British companies will not meddle with Iranian oil interests in the Caspian Sea, Britain's ambassador to Iran assured top officials on Monday, July 23. "No British oil company plans to conduct operations in the Caspian Sea to which Iran may be opposed," ambassador Nick Browne was quoted saying by the official IRNA news agency.
In particular, Browne told Iran that the privately-owned British Petroleum company (BP) had no intentions of resuming oil drilling in a section of the Caspian Sea, disputed by Azerbaijan and Iran.
"As the United Kingdom attaches great emphasis to avoid misunderstandings, the British Petroleum oil company is not going to resume any oilfield development projects in the waters disputed by Iran and Azerbaijan," Browne was quoted as saying during a meeting with the secretary of Iran's Supreme National Security Council (SNSC), Hassan Rowhani.

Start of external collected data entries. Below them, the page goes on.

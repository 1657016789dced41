//! Analysis orchestration.
//!
//! `StyleEngine` owns one handle per detector for its whole lifetime and
//! sequences the classifiers over their output. Partial-failure policy:
//! face and skin failures abort the analysis; pose failures are absorbed as
//! a zero-confidence absent body. A fatal error never returns a partially
//! populated result.

use std::sync::Mutex;

use image::RgbImage;
use serde::{Deserialize, Serialize};

use crate::body_shape::{self, BodyShapeResult};
use crate::colors::{self, ColorPalette};
use crate::detect::{FaceLandmarker, PoseLandmarker};
use crate::error::{AnalysisError, Result};
use crate::face_shape::{self, FaceShapeResult};
use crate::recommend::{self, AnalysisFacts, RecommendationContext, RecommendationSet};
use crate::skin_tone::{self, SkinToneResult};

/// Aggregate analysis output: a pure function of (image, landmarks, context).
#[derive(Clone, Debug, Serialize, Deserialize)]
#[serde(rename_all = "camelCase")]
pub struct AnalysisResult {
    pub face: FaceShapeResult,
    /// Absent when pose detection or body classification failed; the
    /// analysis still succeeds.
    pub body: Option<BodyShapeResult>,
    pub skin: SkinToneResult,
    pub palette: ColorPalette,
    pub recommendations: RecommendationSet,
    /// Mean of the face, skin and body confidences. An absent body
    /// contributes zero.
    pub overall_confidence: f64,
}

/// The analysis engine. Owns its detector handles; construct one per
/// isolated session and call [`StyleEngine::shutdown`] when done.
pub struct StyleEngine {
    face: Box<dyn FaceLandmarker>,
    pose: Box<dyn PoseLandmarker>,
}

impl StyleEngine {
    /// Construct an engine and warm up both detector handles.
    ///
    /// A warm-up failure is `DetectorUnavailable`: the detector never ran,
    /// which is a different situation from a clean "no face" outcome.
    pub fn new(
        mut face: Box<dyn FaceLandmarker>,
        mut pose: Box<dyn PoseLandmarker>,
    ) -> Result<Self> {
        if let Err(e) = face.warm_up() {
            log::error!("face detector '{}' failed to initialize: {e:#}", face.name());
            return Err(AnalysisError::DetectorUnavailable);
        }
        if let Err(e) = pose.warm_up() {
            log::error!("pose detector '{}' failed to initialize: {e:#}", pose.name());
            return Err(AnalysisError::DetectorUnavailable);
        }
        Ok(Self { face, pose })
    }

    /// Run one full analysis.
    ///
    /// Both detector outcomes are consumed before any classification; the
    /// two invocations have no ordering dependency. The engine performs no
    /// I/O beyond what the detectors require.
    pub fn analyze(
        &mut self,
        image: &RgbImage,
        context: &RecommendationContext,
    ) -> Result<AnalysisResult> {
        let face_outcome = self.face.detect(image);
        let pose_outcome = self.pose.detect(image);

        let face_landmarks = match face_outcome {
            Ok(Some(landmarks)) => landmarks,
            Ok(None) => return Err(AnalysisError::NoFaceDetected),
            Err(e) => {
                log::error!("face detector '{}' failed: {e:#}", self.face.name());
                return Err(AnalysisError::NoFaceDetected);
            }
        };

        // Pose is best-effort: any failure here downgrades to an absent body.
        let body = match pose_outcome {
            Ok(Some(landmarks)) => match body_shape::classify(&landmarks) {
                Ok(result) => Some(result),
                Err(e) => {
                    log::warn!("body classification skipped: {e}");
                    None
                }
            },
            Ok(None) => {
                log::warn!("no pose detected; body shape unavailable");
                None
            }
            Err(e) => {
                log::warn!("pose detector '{}' failed: {e:#}", self.pose.name());
                None
            }
        };

        let face = face_shape::classify(&face_landmarks)?;
        let skin = skin_tone::estimate(image, &face_landmarks)?;
        let palette = colors::palette_for(skin.tone, skin.undertone);

        let facts = AnalysisFacts {
            body_shape: body.as_ref().map(|b| b.body_shape),
            face_shape: Some(face.face_shape),
            skin_tone: Some(skin.tone),
            palette: Some(palette.clone()),
        };
        let recommendations = recommend::generate(context, &facts);

        let body_confidence = body.as_ref().map_or(0.0, |b| b.confidence);
        let overall_confidence = (face.confidence + skin.confidence + body_confidence) / 3.0;

        log::info!(
            "analysis complete: face={} skin={}/{} body={} confidence={overall_confidence:.2}",
            face.face_shape,
            skin.tone,
            skin.undertone,
            body.as_ref()
                .map_or_else(|| "absent".to_string(), |b| b.body_shape.to_string()),
        );

        Ok(AnalysisResult {
            face,
            body,
            skin,
            palette,
            recommendations,
            overall_confidence,
        })
    }

    /// Tear the engine down, releasing the detector handles.
    pub fn shutdown(self) {
        log::debug!(
            "engine shut down (face='{}', pose='{}')",
            self.face.name(),
            self.pose.name()
        );
    }
}

/// Frame-by-frame wrapper for live preview streams.
///
/// The underlying detector handles are not reentrant, so at most one
/// analysis may be in flight per stream. A frame arriving mid-analysis is
/// dropped, never queued.
pub struct StreamSession {
    engine: Mutex<StyleEngine>,
}

impl StreamSession {
    pub fn new(engine: StyleEngine) -> Self {
        Self {
            engine: Mutex::new(engine),
        }
    }

    /// Analyze a frame unless an analysis is already running. Returns
    /// `None` when the frame was dropped because the engine was busy.
    pub fn try_analyze(
        &self,
        image: &RgbImage,
        context: &RecommendationContext,
    ) -> Option<Result<AnalysisResult>> {
        let mut engine = match self.engine.try_lock() {
            Ok(guard) => guard,
            Err(_) => {
                log::debug!("frame dropped: analysis already in flight");
                return None;
            }
        };
        Some(engine.analyze(image, context))
    }

    /// Recover the engine for explicit shutdown.
    pub fn into_engine(self) -> StyleEngine {
        self.engine
            .into_inner()
            .unwrap_or_else(|poisoned| poisoned.into_inner())
    }
}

For his part, Rowhani said Iran would not "permit foreign companies to launch any oil and gas activities within its 20 percent control share over the sea."
Iran had officially protested Saturday to Azerbaijan over its recent oil contracts with foreign, mainly western companies in the Caspian Sea, which both nations border.
The deputy Iranian foreign minister, Ali Ahani, summoned Azerbaijan's charge d'affaires in Tehran to inform him of his country's "strong protest," the television added.
"These contracts are null and without legal value and Iran will not allow its (oil) interests in the Caspian to be harmed," said Ahani, who is in charge of the Caspian shores at the foreign ministry.
Iran often lets it be known that it will not recognize oil exploration contracts and bilateral agreements involving the Caspian, and calls for a definitive regime for the contested inland sea.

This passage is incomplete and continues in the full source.